Collected data:
________________

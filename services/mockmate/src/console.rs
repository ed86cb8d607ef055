use mockmate_core::events::SessionEvent;
use mockmate_core::speech::{SpeechCapture, SpeechErrorKind, SpeechEvent};
use tokio::io::{AsyncBufReadExt, BufReader};
use tokio::sync::mpsc::Sender;
use tokio::task::JoinHandle;

/// A stdin-backed stand-in for a browser speech-to-text engine, so the whole
/// session can be exercised from a terminal: every line the candidate types
/// during a recording window is delivered as a finalized transcript fragment,
/// EOF as the engine's natural end, and a read failure as a hardware error.
pub struct ConsoleCapture {
    tx: Sender<SessionEvent>,
    task: Option<JoinHandle<()>>,
    generation: u64,
}

impl ConsoleCapture {
    pub fn new(tx: Sender<SessionEvent>) -> Self {
        Self {
            tx,
            task: None,
            generation: 0,
        }
    }
}

impl SpeechCapture for ConsoleCapture {
    fn start(&mut self, generation: u64) -> anyhow::Result<()> {
        if let Some(task) = self.task.take() {
            task.abort();
        }
        self.generation = generation;
        let tx = self.tx.clone();
        self.task = Some(tokio::spawn(async move {
            let mut lines = BufReader::new(tokio::io::stdin()).lines();
            loop {
                let event = match lines.next_line().await {
                    Ok(Some(line)) => SpeechEvent::Final(line),
                    Ok(None) => SpeechEvent::Ended,
                    Err(e) => {
                        tracing::warn!("stdin capture failed: {e:?}");
                        SpeechEvent::Error(SpeechErrorKind::HardwareFailure)
                    }
                };
                let done = !matches!(event, SpeechEvent::Final(_));
                if tx
                    .send(SessionEvent::Speech { generation, event })
                    .await
                    .is_err()
                    || done
                {
                    break;
                }
            }
        }));
        Ok(())
    }

    fn stop(&mut self) {
        if let Some(task) = self.task.take() {
            task.abort();
        }
        // Honor the contract: stop() guarantees an eventual end signal,
        // stamped with the window it closes so the session can discard it.
        let tx = self.tx.clone();
        let generation = self.generation;
        tokio::spawn(async move {
            let _ = tx
                .send(SessionEvent::Speech {
                    generation,
                    event: SpeechEvent::Ended,
                })
                .await;
        });
    }
}
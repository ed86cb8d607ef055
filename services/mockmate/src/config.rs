//! Application Configuration Module
//!
//! Centralizes the configuration for the mockmate service: settings are
//! loaded from environment variables into a single shareable struct.

use std::env;
use tracing::Level;

/// Holds all configuration loaded from the environment.
#[derive(Debug, Clone)]
pub struct Config {
    pub openai_api_key: String,
    pub chat_model: String,
    pub log_level: Level,
}

/// A custom error type for configuration loading failures.
#[derive(Debug, thiserror::Error)]
pub enum ConfigError {
    #[error("Missing environment variable: {0}")]
    MissingVar(String),
    #[error("Invalid log level provided for RUST_LOG: {0}")]
    InvalidLogLevel(String),
}

impl Config {
    /// Loads configuration from environment variables.
    ///
    // *   `OPENAI_API_KEY`: Your secret key for the OpenAI API. Required.
    // *   `CHAT_MODEL`: (Optional) The model used for question generation and
    //     scoring. Defaults to "gpt-4o".
    // *   `RUST_LOG`: (Optional) The logging level. Defaults to "INFO".
    pub fn from_env() -> Result<Self, ConfigError> {
        // Load .env file. Useful for local development, ignored if not present.
        dotenvy::dotenv().ok();

        let openai_api_key = env::var("OPENAI_API_KEY")
            .map_err(|_| ConfigError::MissingVar("OPENAI_API_KEY".to_string()))?;

        let chat_model = env::var("CHAT_MODEL").unwrap_or_else(|_| "gpt-4o".to_string());

        let log_level_str = env::var("RUST_LOG").unwrap_or_else(|_| "INFO".to_string());
        let log_level = log_level_str
            .parse::<Level>()
            .map_err(|_| ConfigError::InvalidLogLevel(log_level_str))?;

        Ok(Self {
            openai_api_key,
            chat_model,
            log_level,
        })
    }
}
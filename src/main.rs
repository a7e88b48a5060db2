mod config;
mod font;

use anyhow::{Context, Result};
use chrono::Datelike;
use clap::Parser;
use ghplan_core::{calendar, grid::Mode, ics, raster, render, ContributionCalendar, Grid};
use std::path::PathBuf;

#[derive(Parser)]
#[command(name = "plan")]
#[command(about = "Render a text string onto a GitHub-style contribution calendar")]
struct Cli {
    /// Text to draw onto the contribution grid
    text: String,

    /// Target year (defaults to the current year)
    #[arg(short, long)]
    year: Option<i32>,

    /// Path to a TrueType/OpenType font
    #[arg(long)]
    font: Option<PathBuf>,

    /// Quantize into GitHub's four commit-level shades instead of on/off
    #[arg(short, long)]
    commit_level: bool,

    /// Write an iCalendar (.ics) file
    #[arg(short = 'o', long)]
    save_icalendar: bool,

    /// Write a PNG heatmap image
    #[arg(short, long)]
    save_image: bool,
}

fn main() -> Result<()> {
    let cli = Cli::parse();

    validate_outputs(cli.save_icalendar, cli.save_image)?;

    let cfg = config::load_config()?;
    let year = cli.year.unwrap_or_else(|| chrono::Local::now().year());

    let font_path = cli
        .font
        .clone()
        .or_else(|| cfg.default_font.as_ref().map(PathBuf::from));
    let font = font::load_font(font_path.as_deref())?;

    let mode = if cli.commit_level {
        Mode::CommitLevel
    } else {
        Mode::Plain
    };

    // Rasterize and quantize onto the year's grid.
    let bitmap = raster::rasterize(&cli.text, &font)?;
    let max_columns = calendar::weeks_in_grid(year)?;
    let grid = Grid::from_bitmap(&bitmap, mode, max_columns)?;
    let calendar = ContributionCalendar::new(year, grid);

    println!(
        "📅 \"{}\" → {} week columns on the {} grid",
        cli.text,
        calendar.grid().columns(),
        year
    );

    // Build every requested artifact in memory before touching the
    // filesystem: a failure must not leave one output behind without the
    // other.
    let ics_content = if cli.save_icalendar {
        let days = calendar.contribution_days()?;
        Some(ics::generate_ics(&days, &cli.text)?)
    } else {
        None
    };

    let heatmap = cli
        .save_image
        .then(|| render::render_image(calendar.grid(), cfg.cell_size, cfg.cell_padding));

    let stem = output_stem(&cli.text, year);

    if let Some(content) = ics_content {
        let path = format!("{}.ics", stem);
        std::fs::write(&path, content)
            .with_context(|| format!("Failed to write calendar file {}", path))?;
        println!("  Wrote {}", path);
    }

    if let Some(image) = heatmap {
        let path = format!("{}.png", stem);
        image
            .save(&path)
            .with_context(|| format!("Failed to write image file {}", path))?;
        println!("  Wrote {}", path);
    }

    Ok(())
}

/// At least one output mode must be requested before any rendering work
/// starts.
fn validate_outputs(save_icalendar: bool, save_image: bool) -> Result<()> {
    if !save_icalendar && !save_image {
        anyhow::bail!(
            "Nothing to do: pass -o/--save-icalendar and/or -s/--save-image.\n\
            Run `plan --help` for the full usage."
        );
    }
    Ok(())
}

/// Deterministic artifact name from the input text and year.
fn output_stem(text: &str, year: i32) -> String {
    let mut slug = slug::slugify(text);
    if slug.is_empty() {
        slug = "plan".to_string();
    }
    format!("{}-{}", slug, year)
}
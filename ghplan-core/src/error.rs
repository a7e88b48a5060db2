//! Error types for the ghplan pipeline.

use thiserror::Error;

/// Errors that can occur while turning text into a contribution plan.
#[derive(Error, Debug)]
pub enum PlanError {
    #[error("Font not found or unreadable: {0}")]
    FontNotFound(String),

    #[error("Text needs {columns} week columns but the target year's grid only has {max}")]
    TextTooLong { columns: u32, max: u32 },

    #[error("Rasterized text contains no visible pixels")]
    EmptyRaster,

    #[error("Invalid year: {0}")]
    InvalidYear(i32),

    #[error("ICS generation error: {0}")]
    IcsGenerate(String),

    #[error("IO error: {0}")]
    Io(#[from] std::io::Error),
}

/// Result type alias for ghplan operations.
pub type PlanResult<T> = Result<T, PlanError>;
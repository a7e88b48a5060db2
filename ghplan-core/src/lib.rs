//! Core pipeline for ghplan: turn a text string into a GitHub-style
//! contribution calendar.
//!
//! The pipeline is a chain of pure steps, each usable on its own:
//! - `raster`: text → grayscale coverage bitmap
//! - `grid`: bitmap → 7×N intensity grid
//! - `calendar`: grid + year → dated contribution days
//! - `ics` / `render`: export as an iCalendar file or a heatmap image

pub mod calendar;
pub mod error;
pub mod grid;
pub mod ics;
pub mod raster;
pub mod render;

pub use calendar::{grid_start, weeks_in_grid, ContributionCalendar};
pub use error::{PlanError, PlanResult};
pub use grid::{Grid, Mode, GRID_ROWS, MAX_LEVEL};
//! ICS generation: all-day pseudo-events encoding contribution intensity.

use crate::error::PlanResult;
use chrono::{Duration, NaiveDate};
use icalendar::{Calendar, Component, Event, EventLike, Property, ValueType};

/// Generate .ics content for a set of contribution days.
///
/// A day at level k gets k all-day events, so a synced calendar shows the
/// intended contribution count for that date. Output is fully deterministic:
/// UIDs derive from (date, index) and DTSTAMP from the date itself.
pub fn generate_ics(days: &[(NaiveDate, u8)], title: &str) -> PlanResult<String> {
    let mut cal = Calendar::new();
    cal.name(title);

    for (date, level) in days {
        for n in 0..*level {
            let mut event = Event::new();
            event.uid(&format!("ghplan-{}-{}@ghplan", date.format("%Y%m%d"), n));
            event.summary(title);

            // DTSTAMP is required by RFC 5545; derive it from the event date
            // so identical inputs produce identical files.
            event.add_property("DTSTAMP", date.format("%Y%m%dT000000Z").to_string());

            // All-day event; DTEND is exclusive.
            add_date_property(&mut event, "DTSTART", *date);
            add_date_property(&mut event, "DTEND", *date + Duration::days(1));

            // Keep the pseudo-events from blocking free/busy time.
            event.add_property("TRANSP", "TRANSPARENT");

            cal.push(event.done());
        }
    }

    Ok(cal.done().to_string())
}

/// Add a date-valued property (VALUE=DATE, no time component).
fn add_date_property(event: &mut Event, name: &str, date: NaiveDate) {
    let mut prop = Property::new(name, date.format("%Y%m%d").to_string());
    prop.append_parameter(ValueType::Date);
    event.append_property(prop);
}

#[cfg(test)]
mod tests {
    use super::*;

    fn date(y: i32, m: u32, d: u32) -> NaiveDate {
        NaiveDate::from_ymd_opt(y, m, d).unwrap()
    }

    fn count_events(ics: &str) -> usize {
        ics.lines().filter(|l| l.trim() == "BEGIN:VEVENT").count()
    }

    #[test]
    fn test_single_day_single_level_yields_one_event() {
        let ics = generate_ics(&[(date(2024, 3, 15), 1)], "Hi").unwrap();

        assert_eq!(count_events(&ics), 1, "ICS:\n{}", ics);
        assert!(
            ics.contains("DTSTART;VALUE=DATE:20240315"),
            "DTSTART should be a date value. ICS:\n{}",
            ics
        );
        assert!(
            ics.contains("DTEND;VALUE=DATE:20240316"),
            "DTEND should be the following day. ICS:\n{}",
            ics
        );
    }

    #[test]
    fn test_level_encodes_event_count() {
        let ics = generate_ics(&[(date(2024, 3, 15), 3)], "Hi").unwrap();
        assert_eq!(count_events(&ics), 3, "level 3 should yield 3 events");

        // Each event on the same day needs its own UID.
        let uids: std::collections::HashSet<_> = ics
            .lines()
            .filter(|l| l.starts_with("UID:"))
            .collect();
        assert_eq!(uids.len(), 3, "UIDs must be distinct. ICS:\n{}", ics);
    }

    #[test]
    fn test_output_is_deterministic() {
        let days = [(date(2024, 3, 15), 2), (date(2024, 3, 18), 1)];
        let a = generate_ics(&days, "Hi").unwrap();
        let b = generate_ics(&days, "Hi").unwrap();
        assert_eq!(a, b);
    }

    #[test]
    fn test_no_days_yields_empty_calendar() {
        let ics = generate_ics(&[], "Hi").unwrap();
        assert_eq!(count_events(&ics), 0);
        assert!(ics.contains("BEGIN:VCALENDAR"));
    }
}
use anyhow::{Context, Result};
use serde::Deserialize;
use std::path::PathBuf;

/// Optional user configuration, loaded from ~/.config/ghplan/config.toml.
#[derive(Debug, Deserialize)]
pub struct Config {
    /// Font used when --font is not given
    #[serde(default)]
    pub default_font: Option<String>,

    /// Rendered cell size in pixels
    #[serde(default = "default_cell_size")]
    pub cell_size: u32,

    /// Gutter between rendered cells in pixels
    #[serde(default = "default_cell_padding")]
    pub cell_padding: u32,
}

impl Default for Config {
    fn default() -> Self {
        Config {
            default_font: None,
            cell_size: default_cell_size(),
            cell_padding: default_cell_padding(),
        }
    }
}

fn default_cell_size() -> u32 {
    20
}

fn default_cell_padding() -> u32 {
    2
}

/// Get the config file path (~/.config/ghplan/config.toml)
pub fn config_path() -> Result<PathBuf> {
    let config_dir = dirs::config_dir()
        .context("Could not determine config directory")?
        .join("ghplan");
    Ok(config_dir.join("config.toml"))
}

/// Load config, falling back to defaults when no config file exists.
pub fn load_config() -> Result<Config> {
    let path = config_path()?;

    if !path.exists() {
        return Ok(Config::default());
    }

    let contents = std::fs::read_to_string(&path)
        .with_context(|| format!("Failed to read config file at {}", path.display()))?;

    let config: Config = toml::from_str(&contents)
        .with_context(|| format!("Failed to parse config file at {}", path.display()))?;

    Ok(config)
}

#[cfg(test)]
mod tests {
    use super::*;

    #[test]
    fn test_defaults_match_github_cell_geometry() {
        let config = Config::default();
        assert_eq!(config.cell_size, 20);
        assert_eq!(config.cell_padding, 2);
        assert!(config.default_font.is_none());
    }

    #[test]
    fn test_partial_config_fills_in_defaults() {
        let config: Config = toml::from_str("default_font = \"/tmp/font.ttf\"").unwrap();
        assert_eq!(config.default_font.as_deref(), Some("/tmp/font.ttf"));
        assert_eq!(config.cell_size, 20);
        assert_eq!(config.cell_padding, 2);
    }
}
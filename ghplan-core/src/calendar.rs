//! Maps grid cells onto concrete dates in a target year.

use crate::error::{PlanError, PlanResult};
use crate::grid::Grid;
use chrono::{Datelike, Duration, NaiveDate};

/// The Sunday on or before January 1 of `year`. This is the date of the
/// grid's top-left cell (column 0, row 0), matching how GitHub pads the
/// first partial week of a year.
pub fn grid_start(year: i32) -> PlanResult<NaiveDate> {
    let jan1 = NaiveDate::from_ymd_opt(year, 1, 1).ok_or(PlanError::InvalidYear(year))?;
    let days_back = jan1.weekday().num_days_from_sunday() as i64;
    Ok(jan1 - Duration::days(days_back))
}

/// Week columns available for `year`: from `grid_start` through the week
/// containing December 31.
pub fn weeks_in_grid(year: i32) -> PlanResult<u32> {
    let start = grid_start(year)?;
    let dec31 = NaiveDate::from_ymd_opt(year, 12, 31).ok_or(PlanError::InvalidYear(year))?;
    Ok(((dec31 - start).num_days() / 7 + 1) as u32)
}

/// A grid pinned to a concrete year.
#[derive(Debug, Clone)]
pub struct ContributionCalendar {
    year: i32,
    grid: Grid,
}

impl ContributionCalendar {
    pub fn new(year: i32, grid: Grid) -> ContributionCalendar {
        ContributionCalendar { year, grid }
    }

    pub fn year(&self) -> i32 {
        self.year
    }

    pub fn grid(&self) -> &Grid {
        &self.grid
    }

    /// (date, level) for every non-zero cell, ordered week by week. Cell
    /// (row, col) lands on `grid_start + col * 7 + row` days; dates in the
    /// final week may spill past December 31.
    pub fn contribution_days(&self) -> PlanResult<Vec<(NaiveDate, u8)>> {
        let start = grid_start(self.year)?;
        Ok(self
            .grid
            .active_cells()
            .map(|(row, col, level)| {
                (start + Duration::days((col * 7 + row) as i64), level)
            })
            .collect())
    }
}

________________

What to do: Copy the lines above exactly, beginning at the line that has "u32, max: u32" and stopping after the line that has "intended contribution count", and omit the rest.

Task answer:
    TextTooLong { columns: u32, max: u32 },

    #[error("Rasterized text contains no visible pixels")]
    EmptyRaster,

    #[error("Invalid year: {0}")]
    InvalidYear(i32),

    #[error("ICS generation error: {0}")]
    IcsGenerate(String),

    #[error("IO error: {0}")]
    Io(#[from] std::io::Error),
}

/// Result type alias for ghplan operations.
pub type PlanResult<T> = Result<T, PlanError>;
repository a7e88b48a5060db2
filename ghplan-core/src/lib.rs
//! Core pipeline for ghplan: turn a text string into a GitHub-style
//! contribution calendar.
//!
//! The pipeline is a chain of pure steps, each usable on its own:
//! - `raster`: text → grayscale coverage bitmap
//! - `grid`: bitmap → 7×N intensity grid
//! - `calendar`: grid + year → dated contribution days
//! - `ics` / `render`: export as an iCalendar file or a heatmap image

pub mod calendar;
pub mod error;
pub mod grid;
pub mod ics;
pub mod raster;
pub mod render;

pub use calendar::{grid_start, weeks_in_grid, ContributionCalendar};
pub use error::{PlanError, PlanResult};
pub use grid::{Grid, Mode, GRID_ROWS, MAX_LEVEL};
//! ICS generation: all-day pseudo-events encoding contribution intensity.

use crate::error::PlanResult;
use chrono::{Duration, NaiveDate};
use icalendar::{Calendar, Component, Event, EventLike, Property, ValueType};

/// Generate .ics content for a set of contribution days.
///
/// A day at level k gets k all-day events, so a synced calendar shows the
/// intended contribution count for that date. Output is fully deterministic:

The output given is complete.